The two prime ministers have now asked negotiators on both sides to find a way out and list their priorities soon so that talks on it can move forward. There were indications that sticking points on the pact included issues relating to agriculture. On the threat of terrorism, the two leaders asserted that the fight against terrorists, terror organisations and networks should also identify, hold accountable and take strong measures against those who encourage support and finance terror, provide sanctuary to terrorists and terror groups, and falsely extol their virtues.
"They emphasised the need for urgent measures to counter and prevent the spread of terrorism and violent extremism and radicalisation and expressed their determination to take concrete measures to step up cooperation and coordination among the law enforcement, intelligence and security organisations," a joint statement said. The MoUs signed provided for deeper cooperation in areas of health and medicine, sports, environment, climate and wildlife, civil aviation security and cooperation in space technology.

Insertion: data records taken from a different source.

//! SVG line chart rendering for factor reports.

use crate::domain::error::FactorError;
use crate::domain::report::LineChart;
use crate::ports::chart_port::ChartPort;
use std::fmt::Write as _;
use std::fs;
use std::path::PathBuf;
use tracing::debug;

const WIDTH: f64 = 1200.0;
const HEIGHT: f64 = 600.0;
const PAD_LEFT: f64 = 80.0;
const PAD_RIGHT: f64 = 150.0;
const PAD_TOP: f64 = 50.0;
const PAD_BOTTOM: f64 = 100.0;
const Y_TICKS: usize = 5;

const PALETTE: [&str; 11] = [
    "#1f77b4", "#ff7f0e", "#2ca02c", "#d62728", "#9467bd", "#8c564b", "#e377c2", "#7f7f7f",
    "#bcbd22", "#17becf", "#000000",
];

fn escape(text: &str) -> String {
    text.replace('&', "&amp;")
        .replace('<', "&lt;")
        .replace('>', "&gt;")
        .replace('"', "&quot;")
}

/// Render `chart` as a standalone SVG document. Returns an empty string when
/// the chart has no dates.
pub fn generate_line_chart_svg(chart: &LineChart) -> String {
    if chart.dates.is_empty() {
        return String::new();
    }

    let (mut min_v, mut max_v) = chart
        .series
        .iter()
        .flat_map(|s| s.values.iter().copied())
        .filter(|v| v.is_finite())
        .fold((f64::INFINITY, f64::NEG_INFINITY), |(lo, hi), v| {
            (lo.min(v), hi.max(v))
        });
    if !min_v.is_finite() {
        min_v = 0.0;
        max_v = 1.0;
    }
    if max_v - min_v <= 0.0 {
        min_v -= 0.5;
        max_v += 0.5;
    }

    let plot_width = WIDTH - PAD_LEFT - PAD_RIGHT;
    let plot_height = HEIGHT - PAD_TOP - PAD_BOTTOM;
    let scale_x = if chart.dates.len() > 1 {
        plot_width / (chart.dates.len() - 1) as f64
    } else {
        0.0
    };
    let scale_y = plot_height / (max_v - min_v);
    let x_at = |i: usize| PAD_LEFT + i as f64 * scale_x;
    let y_at = |v: f64| HEIGHT - PAD_BOTTOM - (v - min_v) * scale_y;

    let mut svg = String::new();
    let _ = writeln!(
        svg,
        r#"<svg xmlns="http://www.w3.org/2000/svg" width="{w}" height="{h}" viewBox="0 0 {w} {h}" font-family="sans-serif" font-size="11">"#,
        w = WIDTH,
        h = HEIGHT
    );
    let _ = writeln!(svg, r#"<rect width="100%" height="100%" fill="white"/>"#);

    // Grid and y ticks
    for k in 0..=Y_TICKS {
        let v = min_v + (max_v - min_v) * k as f64 / Y_TICKS as f64;
        let y = y_at(v);
        let _ = writeln!(
            svg,
            r##"<line x1="{:.1}" y1="{y:.1}" x2="{:.1}" y2="{y:.1}" stroke="#dddddd"/>"##,
            PAD_LEFT,
            WIDTH - PAD_RIGHT
        );
        let _ = writeln!(
            svg,
            r#"<text x="{:.1}" y="{:.1}" text-anchor="end">{:.3}</text>"#,
            PAD_LEFT - 6.0,
            y + 4.0,
            v
        );
    }

    // Grid and rotated x ticks
    for (i, date) in chart.tick_dates() {
        let x = x_at(i);
        let _ = writeln!(
            svg,
            r##"<line x1="{x:.1}" y1="{:.1}" x2="{x:.1}" y2="{:.1}" stroke="#dddddd"/>"##,
            PAD_TOP,
            HEIGHT - PAD_BOTTOM
        );
        let ty = HEIGHT - PAD_BOTTOM + 14.0;
        let _ = writeln!(
            svg,
            r#"<text x="{x:.1}" y="{ty:.1}" text-anchor="end" transform="rotate(-45 {x:.1} {ty:.1})">{}</text>"#,
            date
        );
    }

    // Axes
    let _ = writeln!(
        svg,
        r#"<line x1="{l:.1}" y1="{t:.1}" x2="{l:.1}" y2="{b:.1}" stroke="black"/>"#,
        l = PAD_LEFT,
        t = PAD_TOP,
        b = HEIGHT - PAD_BOTTOM
    );
    let _ = writeln!(
        svg,
        r#"<line x1="{l:.1}" y1="{b:.1}" x2="{r:.1}" y2="{b:.1}" stroke="black"/>"#,
        l = PAD_LEFT,
        r = WIDTH - PAD_RIGHT,
        b = HEIGHT - PAD_BOTTOM
    );

    // Series; a non-finite value breaks the line.
    for (idx, series) in chart.series.iter().enumerate() {
        let color = PALETTE[idx % PALETTE.len()];
        let mut segments: Vec<Vec<String>> = vec![Vec::new()];
        for (i, &v) in series.values.iter().enumerate() {
            if v.is_finite() {
                if let Some(current) = segments.last_mut() {
                    current.push(format!("{:.1},{:.1}", x_at(i), y_at(v)));
                }
            } else if segments.last().is_some_and(|s| !s.is_empty()) {
                segments.push(Vec::new());
            }
        }
        for points in segments.iter().filter(|s| !s.is_empty()) {
            let _ = writeln!(
                svg,
                r#"<polyline fill="none" stroke="{}" stroke-width="1.5" points="{}"/>"#,
                color,
                points.join(" ")
            );
        }
    }

    // Legend
    let legend_x = WIDTH - PAD_RIGHT + 15.0;
    for (idx, series) in chart.series.iter().enumerate() {
        let y = PAD_TOP + 10.0 + idx as f64 * 18.0;
        let color = PALETTE[idx % PALETTE.len()];
        let _ = writeln!(
            svg,
            r#"<line x1="{:.1}" y1="{y:.1}" x2="{:.1}" y2="{y:.1}" stroke="{}" stroke-width="2"/>"#,
            legend_x,
            legend_x + 20.0,
            color
        );
        let _ = writeln!(
            svg,
            r#"<text x="{:.1}" y="{:.1}">{}</text>"#,
            legend_x + 26.0,
            y + 4.0,
            escape(&series.name)
        );
    }

    // Title and axis labels
    let _ = writeln!(
        svg,
        r#"<text x="{:.1}" y="{:.1}" text-anchor="middle" font-size="16">{}</text>"#,
        PAD_LEFT + plot_width / 2.0,
        PAD_TOP - 20.0,
        escape(&chart.title)
    );
    let _ = writeln!(
        svg,
        r#"<text x="{:.1}" y="{:.1}" text-anchor="middle">{}</text>"#,
        PAD_LEFT + plot_width / 2.0,
        HEIGHT - 10.0,
        escape(&chart.x_label)
    );
    let _ = writeln!(
        svg,
        r#"<text x="20" y="{y:.1}" text-anchor="middle" transform="rotate(-90 20 {y:.1})">{}</text>"#,
        escape(&chart.y_label),
        y = PAD_TOP + plot_height / 2.0
    );

    svg.push_str("</svg>\n");
    svg
}

/// Writes each chart to `<output_dir>/<title>.svg`.
pub struct SvgChartAdapter {
    output_dir: PathBuf,
}

impl SvgChartAdapter {
    pub fn new(output_dir: PathBuf) -> Self {
        Self { output_dir }
    }

    pub fn chart_path(&self, chart: &LineChart) -> PathBuf {
        self.output_dir.join(format!("{}.svg", chart.title))
    }
}

impl ChartPort for SvgChartAdapter {
    fn render(&self, chart: &LineChart) -> Result<(), FactorError> {
        let svg = generate_line_chart_svg(chart);
        if svg.is_empty() {
            debug!(chart = %chart.title, "no dates, chart skipped");
            return Ok(());
        }
        fs::create_dir_all(&self.output_dir)?;
        let path = self.chart_path(chart);
        fs::write(&path, svg)?;
        debug!(path = %path.display(), "chart written");
        Ok(())
    }
}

Expressing happiness over cooperation in the energy sector, Modi said, "With the passage of a legislation in the Australian parliament with bi-partisan support, Australia is now ready to export uranium to India." He also thanked Turnbull for Australia's decision to join the International Solar Alliance. Referring to cooperation in the maritime sphere, Modi said peace and stability in the Indo-Pacific were key for economic growth.
"We, therefore, agree on the need for a secure and rule-based Indo-Pacific. We are also aware that in this globalised world, challenges like terrorism and cyber-security extend beyond the boundaries of our region and, therefore, require global strategy and solutions," he said. Modi said cooperation between the two countries in the area of defence and security has reached new heights. The two prime ministers highlighted their shared desire to ensure that Indian Ocean architecture keeps pace with regional issues and addresses emerging threats and challenges
in the region.
Noting that both the countries have been victims of terrorism, Modi and Turnbull said the signing of the MoU on cooperation in combating international terrorism and transnational organised crime will help both countries to address global and regional security threats. "Our strong and vibrant strategic partnership is, of course, important for the security and well-being of our societies. But, it is also a major factor for peace, stability and security in our region," Modi said.
He said student exchanges are an important element of bilateral education cooperation and referred to more than 60,000 Indian students studying in the country. After ceremonial reception accorded to him at Rashtrapati Bhavan, Turnbull said ties between the two countries "are strong and will be stronger" because of this visit.